By the time many people are ready to claim Social Security, they are done earning a paycheck from a job.
The earliest age to claim Social Security is 62. Some older Americans choose to wait until full retirement age (FRA) so they can collect benefits without any reduction. FRA is 67 for those born in 1960 or later, and 2026 marks the first year that threshold fully takes effect. It is the final scheduled FRA increase under the 1983 congressional reform that shored up the program’s finances.
There is also the option to delay Social Security past FRA for larger monthly checks. For each year filers hold off, up to age 70, their benefit grows by 8%.
You may be collecting a Social Security check right now. If you have a robust nest egg to supplement those benefits, you may be living quite comfortably. But many people reach retirement age with little or no savings, and in that case you may need to keep working in some form to fill the income gap.
The good news is that working while collecting Social Security is allowed. The rules, however, have changed for the better in 2026, and there is important context worth knowing before you decide whether to keep earning a paycheck.
Understand how Social Security’s earnings test works in 2026

Once you reach FRA, you can earn any amount of money without it affecting your Social Security benefits. The earnings test only applies if you are working while collecting benefits before reaching FRA, and that is where careful planning pays off.
Earning too much while below FRA can result in having some of your Social Security checks withheld. The earnings test sets the amount you can earn from a job before that withholding kicks in, and the limit adjusts each year.

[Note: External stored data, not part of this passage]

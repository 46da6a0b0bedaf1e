//! Render command

use std::path::PathBuf;

use clap::{Args, ValueEnum};
use tracing::info;

use dss_compose::{Composer, ResourceGraph, TemplateSet};

use super::{load_metadata, write_output};
use crate::config::resolve_templates_dir;
use crate::Result;

#[derive(Args, Debug)]
pub struct RenderArgs {
    /// Deployment metadata file (YAML or JSON)
    #[arg(short, long)]
    pub metadata: PathBuf,

    /// Template directory (defaults to $DSS_DEPLOY_TEMPLATES, then ./templates)
    #[arg(short, long)]
    pub templates: Option<PathBuf>,

    /// Output format
    #[arg(short, long, value_enum, default_value_t = OutputFormat::Stream)]
    pub format: OutputFormat,

    /// Write to this file instead of stdout
    #[arg(short, long)]
    pub output: Option<PathBuf>,
}

/// How the composed graph is written
#[derive(ValueEnum, Clone, Copy, Debug, Default, PartialEq, Eq)]
pub enum OutputFormat {
    /// `---`-separated manifests in apply order
    #[default]
    Stream,
    /// The graph keyed by slot name, as YAML
    GraphYaml,
    /// The graph keyed by slot name, as pretty JSON
    GraphJson,
}

pub fn run(args: RenderArgs) -> Result<()> {
    let rendered = render(&args)?;
    write_output(args.output.as_deref(), &rendered)
}

/// Compose the graph described by `args` and format it
pub fn render(args: &RenderArgs) -> Result<String> {
    let metadata = load_metadata(&args.metadata)?;
    let templates = resolve_templates_dir(args.templates.as_deref());
    info!(templates = %templates.display(), "loading templates");

    let collaborators = TemplateSet::new(templates).load()?;
    let graph = Composer::new(collaborators).compose(&metadata)?;
    format_graph(&graph, args.format)
}

pub fn format_graph(graph: &ResourceGraph, format: OutputFormat) -> Result<String> {
    Ok(match format {
        OutputFormat::Stream => graph.to_yaml_stream()?,
        OutputFormat::GraphYaml => serde_yaml::to_string(graph)?,
        OutputFormat::GraphJson => {
            let mut json = serde_json::to_string_pretty(graph)?;
            json.push('\n');
            json
        }
    })
}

In 2025, the earnings test limit was $23,400 for those below FRA all year, or $62,160 for recipients who would reach FRA sometime during the year. In 2026, those limits rose to $24,480 and $65,160, respectively. The mechanics work like this: for beneficiaries below FRA for the entire year, the Social Security Administration withholds $1 for every $2 earned above $24,480. For those who will reach FRA sometime in 2026, the formula is more lenient, withholding $1 for every $3 earned above $65,160, and only for the months before their birthday.

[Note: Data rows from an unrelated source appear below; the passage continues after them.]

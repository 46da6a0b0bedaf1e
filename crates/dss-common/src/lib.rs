//! Common types for dss-deploy: errors, naming rules, YAML and template support

#![deny(missing_docs)]

pub mod error;
pub mod kube_utils;
pub mod telemetry;
pub mod template;
pub mod yaml;

pub use error::{BoxError, Error};

/// Result type alias using our custom Error type
pub type Result<T> = std::result::Result<T, Error>;

/// Name of the ConfigMap carrying the logical cluster identity
pub const CLUSTER_METADATA_CONFIGMAP: &str = "cluster-metadata";

/// Name of the RoleBinding granting the privileged policy to a namespace
pub const PRIVILEGED_ROLE_BINDING_NAME: &str = "default:privileged";

/// Namespace label that turns on Istio sidecar injection
pub const ISTIO_INJECTION_LABEL: &str = "istio-injection";

/// Value of [`ISTIO_INJECTION_LABEL`] when injection is on
pub const ISTIO_INJECTION_ENABLED: &str = "enabled";

/// Environment variable naming the default template directory
pub const TEMPLATES_DIR_ENV: &str = "DSS_DEPLOY_TEMPLATES";

/// Environment variable selecting the log output format (`text` or `json`)
pub const LOG_FORMAT_ENV: &str = "DSS_LOG_FORMAT";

The 2026 COLA also plays a role in this picture. Social Security benefits rose 2.8% at the start of the year, lifting the average monthly retirement check by about $56. That bump helps, but with inflation still squeezing household budgets, the higher earnings test limits give working seniors meaningful additional flexibility to supplement their income without consequence.
Don’t worry about losing benefits permanently
One persistent misconception about the earnings test is that withheld benefits are gone for good. That is not the case. Once you reach FRA, the Social Security Administration recalculates your benefit payments to account for any months benefits were withheld. From that point onward, your monthly checks will be larger to make up for what was held back.

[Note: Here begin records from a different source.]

//! Template engine built on minijinja
//!
//! Uses a custom syntax configuration:
//! - Variable delimiters: `${...}`
//! - Block delimiters: `{%...%}`
//! - Comment delimiters: `{#...#}`
//! - Escape: `$${...}` produces literal `${...}`

use minijinja::syntax::SyntaxConfig;
use minijinja::{Environment, UndefinedBehavior};
use serde::Serialize;

use super::filters;
use crate::{Error, Result};

/// Placeholder for escaped `$${` during preprocessing
const ESCAPED_PLACEHOLDER: &str = "\x00__DSS_ESCAPED_DOLLAR_BRACE__\x00";

/// Template engine for manifest templates
///
/// Supports:
/// - `${...}` variable syntax
/// - `$${...}` escape syntax (produces literal `${...}`)
/// - `{%...%}` block syntax
/// - Strict undefined variable handling
/// - Custom filters (default, required, base64_encode, quote)
pub struct TemplateEngine {
    env: Environment<'static>,
}

impl Default for TemplateEngine {
    fn default() -> Self {
        Self::new()
    }
}

impl std::fmt::Debug for TemplateEngine {
    fn fmt(&self, f: &mut std::fmt::Formatter<'_>) -> std::fmt::Result {
        f.debug_struct("TemplateEngine").finish_non_exhaustive()
    }
}

impl TemplateEngine {
    /// Create a new template engine
    ///
    /// # Panics
    ///
    /// Panics if minijinja rejects the hardcoded delimiters, which would mean
    /// an incompatible minijinja release.
    pub fn new() -> Self {
        let syntax = SyntaxConfig::builder()
            .variable_delimiters("${", "}")
            .block_delimiters("{%", "%}")
            .comment_delimiters("{#", "#}")
            .build()
            .expect("template syntax configuration is hardcoded and valid");

        let mut env = Environment::new();
        env.set_syntax(syntax);
        env.set_undefined_behavior(UndefinedBehavior::Strict);
        // Manifests are YAML, never HTML
        env.set_auto_escape_callback(|_| minijinja::AutoEscape::None);
        env.set_keep_trailing_newline(true);

        env.add_filter("default", filters::default_filter);
        env.add_filter("required", filters::required);
        env.add_filter("base64_encode", filters::base64_encode);
        env.add_filter("quote", filters::quote);

        Self { env }
    }

    /// Render a template string with the given context
    ///
    /// `name` is only used to label errors (usually the template's path).
    ///
    /// # Errors
    ///
    /// Returns [`Error::Template`] if the syntax is invalid, a referenced
    /// variable is undefined, or a filter fails.
    pub fn render<C: Serialize>(&self, name: &str, template: &str, ctx: &C) -> Result<String> {
        let preprocessed = template.replace("$${", ESCAPED_PLACEHOLDER);

        let rendered = self
            .env
            .render_str(&preprocessed, ctx)
            .map_err(|e| Error::template(name, format!("{e:#}")))?;

        Ok(rendered.replace(ESCAPED_PLACEHOLDER, "${"))
    }
}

That means you should not let the earnings test deter you from working if you need the income. And even if your retirement finances are solid, continuing to work can anchor your routine, keep you socially engaged, and add another year of earnings to your Social Security record, which can raise your eventual benefit.
A potential future change to watch
The earnings test itself may not be around much longer, at least if one bipartisan proposal gains traction. The Senior Citizens’ Freedom to Work Act of 2026, introduced in the Senate by Sen. Rick Scott of Florida and in the House by Rep. Greg Murphy of North Carolina, would repeal the retirement earnings test entirely. If enacted, beneficiaries below FRA could earn any amount without seeing their Social Security reduced. The bill has not yet passed, so the current rules remain in force, but it signals growing congressional interest in removing what critics call a disincentive to work for older Americans.
Editor’s note: This update adds the 2026 Social Security COLA figure of 2.8%, the specific withholding-rate mechanics ($1 per $2 and $1 per $3) for each earnings tier, context on 2026 marking the final scheduled FRA increase under the 1983 reform, and details on the Senior Citizens’ Freedom to Work Act of 2026, a pending congressional bill that would repeal the retirement earnings test.